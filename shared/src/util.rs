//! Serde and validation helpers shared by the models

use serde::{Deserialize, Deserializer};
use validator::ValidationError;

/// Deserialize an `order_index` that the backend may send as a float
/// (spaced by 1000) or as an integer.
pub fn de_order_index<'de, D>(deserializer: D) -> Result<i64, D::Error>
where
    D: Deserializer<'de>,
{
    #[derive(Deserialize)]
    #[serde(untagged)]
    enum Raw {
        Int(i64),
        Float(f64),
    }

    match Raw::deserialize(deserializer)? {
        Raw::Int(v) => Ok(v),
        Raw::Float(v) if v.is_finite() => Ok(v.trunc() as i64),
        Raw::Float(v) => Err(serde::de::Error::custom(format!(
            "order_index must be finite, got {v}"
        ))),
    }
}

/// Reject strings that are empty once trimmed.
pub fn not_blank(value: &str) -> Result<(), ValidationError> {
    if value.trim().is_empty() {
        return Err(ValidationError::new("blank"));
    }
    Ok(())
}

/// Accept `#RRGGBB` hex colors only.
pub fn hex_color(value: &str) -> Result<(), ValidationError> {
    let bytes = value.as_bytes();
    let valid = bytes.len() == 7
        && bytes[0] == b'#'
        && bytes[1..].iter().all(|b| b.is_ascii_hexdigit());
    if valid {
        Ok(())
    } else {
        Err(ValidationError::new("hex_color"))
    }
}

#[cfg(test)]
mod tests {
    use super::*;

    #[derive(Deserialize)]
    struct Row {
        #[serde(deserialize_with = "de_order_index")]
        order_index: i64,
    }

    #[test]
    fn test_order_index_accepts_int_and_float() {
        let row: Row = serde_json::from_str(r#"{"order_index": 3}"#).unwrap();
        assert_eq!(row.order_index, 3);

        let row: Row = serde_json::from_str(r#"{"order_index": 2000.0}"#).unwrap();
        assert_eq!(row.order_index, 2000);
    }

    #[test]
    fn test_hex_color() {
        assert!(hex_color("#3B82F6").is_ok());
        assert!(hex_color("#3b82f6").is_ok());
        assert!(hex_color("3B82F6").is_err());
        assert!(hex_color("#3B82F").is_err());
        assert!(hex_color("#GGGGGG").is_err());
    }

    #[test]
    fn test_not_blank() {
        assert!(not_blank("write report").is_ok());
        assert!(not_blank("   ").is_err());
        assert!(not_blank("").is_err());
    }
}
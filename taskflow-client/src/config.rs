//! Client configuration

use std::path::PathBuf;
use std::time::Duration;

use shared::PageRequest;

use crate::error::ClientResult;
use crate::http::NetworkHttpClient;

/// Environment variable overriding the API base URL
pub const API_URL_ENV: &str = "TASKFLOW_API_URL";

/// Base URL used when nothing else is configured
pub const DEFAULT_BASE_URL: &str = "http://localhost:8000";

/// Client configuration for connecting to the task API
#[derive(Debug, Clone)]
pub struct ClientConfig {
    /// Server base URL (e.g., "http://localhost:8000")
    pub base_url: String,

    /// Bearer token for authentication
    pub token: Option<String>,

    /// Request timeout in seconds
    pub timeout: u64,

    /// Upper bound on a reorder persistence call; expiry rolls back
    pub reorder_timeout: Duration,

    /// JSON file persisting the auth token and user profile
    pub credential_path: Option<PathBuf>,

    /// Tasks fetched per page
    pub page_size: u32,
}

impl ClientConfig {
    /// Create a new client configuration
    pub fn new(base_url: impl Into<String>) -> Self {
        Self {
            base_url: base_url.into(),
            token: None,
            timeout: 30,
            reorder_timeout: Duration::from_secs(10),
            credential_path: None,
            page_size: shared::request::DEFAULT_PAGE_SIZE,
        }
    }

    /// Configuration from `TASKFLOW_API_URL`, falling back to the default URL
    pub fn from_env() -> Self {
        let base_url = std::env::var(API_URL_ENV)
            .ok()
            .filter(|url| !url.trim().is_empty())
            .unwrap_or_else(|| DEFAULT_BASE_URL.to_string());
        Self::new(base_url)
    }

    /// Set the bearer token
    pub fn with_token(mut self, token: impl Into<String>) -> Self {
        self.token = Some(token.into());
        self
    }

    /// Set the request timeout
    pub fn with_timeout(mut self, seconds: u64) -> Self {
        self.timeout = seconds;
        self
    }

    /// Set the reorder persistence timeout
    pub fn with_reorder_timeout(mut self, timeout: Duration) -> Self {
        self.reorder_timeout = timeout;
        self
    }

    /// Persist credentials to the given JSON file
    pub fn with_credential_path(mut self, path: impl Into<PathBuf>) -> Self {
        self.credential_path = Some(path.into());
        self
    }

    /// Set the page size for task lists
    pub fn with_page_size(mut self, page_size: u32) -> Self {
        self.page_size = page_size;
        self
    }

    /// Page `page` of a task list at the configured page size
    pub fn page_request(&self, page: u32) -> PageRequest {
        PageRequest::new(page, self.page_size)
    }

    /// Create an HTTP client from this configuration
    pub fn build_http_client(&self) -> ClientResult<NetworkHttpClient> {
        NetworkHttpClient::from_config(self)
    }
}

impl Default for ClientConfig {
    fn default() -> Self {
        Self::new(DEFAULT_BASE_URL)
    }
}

====

YOUR OBJECTIVE →
The response should consist of every record above, reproduced exactly.

THE ANSWER →
filename shared/src/util.rs
//! Serde and validation helpers shared by the models

use serde::{Deserialize, Deserializer};
use validator::ValidationError;

/// Deserialize an `order_index` that the backend may send as a float
/// (spaced by 1000) or as an integer.
pub fn de_order_index<'de, D>(deserializer: D) -> Result<i64, D::Error>
where
    D: Deserializer<'de>,
{
    #[derive(Deserialize)]
    #[serde(untagged)]
    enum Raw {
        Int(i64),
        Float(f64),
    }

    match Raw::deserialize(deserializer)? {
        Raw::Int(v) => Ok(v),
        Raw::Float(v) if v.is_finite() => Ok(v.trunc() as i64),
        Raw::Float(v) => Err(serde::de::Error::custom(format!(
            "order_index must be finite, got {v}"
        ))),
    }
}

/// Reject strings that are empty once trimmed.
pub fn not_blank(value: &str) -> Result<(), ValidationError> {
    if value.trim().is_empty() {
        return Err(ValidationError::new("blank"));
    }
    Ok(())
}

/// Accept `#RRGGBB` hex colors only.
pub fn hex_color(value: &str) -> Result<(), ValidationError> {
    let bytes = value.as_bytes();
    let valid = bytes.len() == 7
        && bytes[0] == b'#'
        && bytes[1..].iter().all(|b| b.is_ascii_hexdigit());
    if valid {
        Ok(())
    } else {
        Err(ValidationError::new("hex_color"))
    }
}

#[cfg(test)]
mod tests {
    use super::*;

    #[derive(Deserialize)]
    struct Row {
        #[serde(deserialize_with = "de_order_index")]
        order_index: i64,
    }

    #[test]
    fn test_order_index_accepts_int_and_float() {
        let row: Row = serde_json::from_str(r#"{"order_index": 3}"#).unwrap();
        assert_eq!(row.order_index, 3);

        let row: Row = serde_json::from_str(r#"{"order_index": 2000.0}"#).unwrap();
        assert_eq!(row.order_index, 2000);
    }

    #[test]
    fn test_hex_color() {
        assert!(hex_color("#3B82F6").is_ok());
        assert!(hex_color("#3b82f6").is_ok());
        assert!(hex_color("3B82F6").is_err());
        assert!(hex_color("#3B82F").is_err());
        assert!(hex_color("#GGGGGG").is_err());
    }

    #[test]
    fn test_not_blank() {
        assert!(not_blank("write report").is_ok());
        assert!(not_blank("   ").is_err());
        assert!(not_blank("").is_err());
    }
}
filename taskflow-client/src/config.rs
//! Client configuration

use std::path::PathBuf;
use std::time::Duration;

use shared::PageRequest;

use crate::error::ClientResult;
use crate::http::NetworkHttpClient;

/// Environment variable overriding the API base URL
pub const API_URL_ENV: &str = "TASKFLOW_API_URL";

/// Base URL used when nothing else is configured
pub const DEFAULT_BASE_URL: &str = "http://localhost:8000";

/// Client configuration for connecting to the task API
#[derive(Debug, Clone)]
pub struct ClientConfig {
    /// Server base URL (e.g., "http://localhost:8000")
    pub base_url: String,

    /// Bearer token for authentication
    pub token: Option<String>,

    /// Request timeout in seconds
    pub timeout: u64,

    /// Upper bound on a reorder persistence call; expiry rolls back
    pub reorder_timeout: Duration,

    /// JSON file persisting the auth token and user profile
    pub credential_path: Option<PathBuf>,

    /// Tasks fetched per page
    pub page_size: u32,
}

impl ClientConfig {
    /// Create a new client configuration
    pub fn new(base_url: impl Into<String>) -> Self {
        Self {
            base_url: base_url.into(),
            token: None,
            timeout: 30,
            reorder_timeout: Duration::from_secs(10),
            credential_path: None,
            page_size: shared::request::DEFAULT_PAGE_SIZE,
        }
    }

    /// Configuration from `TASKFLOW_API_URL`, falling back to the default URL
    pub fn from_env() -> Self {
        let base_url = std::env::var(API_URL_ENV)
            .ok()
            .filter(|url| !url.trim().is_empty())
            .unwrap_or_else(|| DEFAULT_BASE_URL.to_string());
        Self::new(base_url)
    }

    /// Set the bearer token
    pub fn with_token(mut self, token: impl Into<String>) -> Self {
        self.token = Some(token.into());
        self
    }

    /// Set the request timeout
    pub fn with_timeout(mut self, seconds: u64) -> Self {
        self.timeout = seconds;
        self
    }

    /// Set the reorder persistence timeout
    pub fn with_reorder_timeout(mut self, timeout: Duration) -> Self {
        self.reorder_timeout = timeout;
        self
    }

    /// Persist credentials to the given JSON file
    pub fn with_credential_path(mut self, path: impl Into<PathBuf>) -> Self {
        self.credential_path = Some(path.into());
        self
    }

    /// Set the page size for task lists
    pub fn with_page_size(mut self, page_size: u32) -> Self {
        self.page_size = page_size;
        self
    }

    /// Page `page` of a task list at the configured page size
    pub fn page_request(&self, page: u32) -> PageRequest {
        PageRequest::new(page, self.page_size)
    }

    /// Create an HTTP client from this configuration
    pub fn build_http_client(&self) -> ClientResult<NetworkHttpClient> {
        NetworkHttpClient::from_config(self)
    }
}

impl Default for ClientConfig {
    fn default() -> Self {
        Self::new(DEFAULT_BASE_URL)
    }
}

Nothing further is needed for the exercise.